(Saved data entries)
//! Schema registry
//!
//! Populated once at process start, then shared read-only:
//! - Every definition is structurally checked on registration
//! - Registering a name twice is FATAL
//! - Relationship targets are checked only after every definition is
//!   registered, so declaration order never matters

use std::collections::{BTreeSet, HashMap};

use tracing::info;

use super::declaration::SchemaDeclaration;
use super::definition::{CollectionDefinition, Definition, SingletonDefinition};
use super::errors::{SchemaError, SchemaResult};
use crate::observability::Event;

/// In-memory registry of collection and singleton definitions.
#[derive(Debug, Default)]
pub struct SchemaRegistry {
    /// Definitions in registration order
    definitions: Vec<Definition>,
    /// Name -> position in `definitions`
    index: HashMap<String, usize>,
}

impl SchemaRegistry {
    /// Creates an empty registry.
    pub fn new() -> Self {
        Self::default()
    }

    /// Builds a fully checked registry from a declaration.
    ///
    /// Any error here is a configuration error and must abort startup.
    pub fn from_declaration(declaration: SchemaDeclaration) -> SchemaResult<Self> {
        let mut registry = Self::new();
        for collection in declaration.collections {
            registry.register(Definition::Collection(collection))?;
        }
        for singleton in declaration.singletons {
            registry.register(Definition::Singleton(singleton))?;
        }
        registry.check_relationships()?;

        info!(
            event = %Event::RegistryReady,
            collections = registry.list_collections().count(),
            singletons = registry.list_singletons().count(),
            "schema registry ready"
        );
        Ok(registry)
    }

    /// Registers a definition.
    pub fn register(&mut self, definition: Definition) -> SchemaResult<()> {
        definition.validate_structure()?;

        let name = definition.name().to_string();
        if self.index.contains_key(&name) {
            return Err(SchemaError::duplicate(name));
        }

        self.index.insert(name, self.definitions.len());
        self.definitions.push(definition);
        Ok(())
    }

    /// Verifies that every relationship names a registered collection.
    pub fn check_relationships(&self) -> SchemaResult<()> {
        for definition in &self.definitions {
            for (path, target) in definition.relationship_targets() {
                match self.get(target) {
                    Ok(Definition::Collection(_)) => {}
                    _ => return Err(SchemaError::unknown_target(definition.name(), path, target)),
                }
            }
        }
        Ok(())
    }

    /// Gets a definition by name.
    pub fn get(&self, name: &str) -> SchemaResult<&Definition> {
        self.index
            .get(name)
            .map(|&i| &self.definitions[i])
            .ok_or_else(|| SchemaError::unknown_schema(name))
    }

    /// Gets a collection definition by name.
    pub fn collection(&self, name: &str) -> SchemaResult<&CollectionDefinition> {
        match self.get(name)? {
            Definition::Collection(c) => Ok(c),
            Definition::Singleton(_) => Err(SchemaError::wrong_kind(name, "collection")),
        }
    }

    /// Gets a singleton definition by name.
    pub fn singleton(&self, name: &str) -> SchemaResult<&SingletonDefinition> {
        match self.get(name)? {
            Definition::Singleton(s) => Ok(s),
            Definition::Collection(_) => Err(SchemaError::wrong_kind(name, "singleton")),
        }
    }

    /// Checks if a definition exists.
    pub fn exists(&self, name: &str) -> bool {
        self.index.contains_key(name)
    }

    /// Collection definitions in registration order.
    pub fn list_collections(&self) -> impl Iterator<Item = &Definition> {
        self.definitions.iter().filter(|d| d.is_collection())
    }

    /// Singleton definitions in registration order.
    pub fn list_singletons(&self) -> impl Iterator<Item = &Definition> {
        self.definitions.iter().filter(|d| !d.is_collection())
    }

    /// Returns the number of registered definitions.
    pub fn len(&self) -> usize {
        self.definitions.len()
    }

    pub fn is_empty(&self) -> bool {
        self.definitions.is_empty()
    }

    /// Collections whose records must be known to resolve references of
    /// `name`: its direct targets and theirs, transitively.
    ///
    /// A collection that references itself is included.
    pub fn relationship_targets(&self, name: &str) -> SchemaResult<BTreeSet<String>> {
        let mut seen = BTreeSet::new();
        let mut pending = vec![name.to_string()];
        while let Some(current) = pending.pop() {
            let definition = self.get(&current)?;
            for (path, target) in definition.relationship_targets() {
                if !self.exists(target) {
                    return Err(SchemaError::unknown_target(definition.name(), path, target));
                }
                if seen.insert(target.to_string()) {
                    pending.push(target.to_string());
                }
            }
        }
        Ok(seen)
    }

    /// Returns the declaration this registry was built from.
    pub fn to_declaration(&self) -> SchemaDeclaration {
        let mut declaration = SchemaDeclaration::default();
        for definition in &self.definitions {
            match definition {
                Definition::Collection(c) => declaration.collections.push(c.clone()),
                Definition::Singleton(s) => declaration.singletons.push(s.clone()),
            }
        }
        declaration
    }
}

◆ Directions for this task:
Write out every line of the data that holds the word "SchemaDeclaration".

◆ Response below:
use super::declaration::SchemaDeclaration;
    pub fn from_declaration(declaration: SchemaDeclaration) -> SchemaResult<Self> {
    pub fn to_declaration(&self) -> SchemaDeclaration {
        let mut declaration = SchemaDeclaration::default();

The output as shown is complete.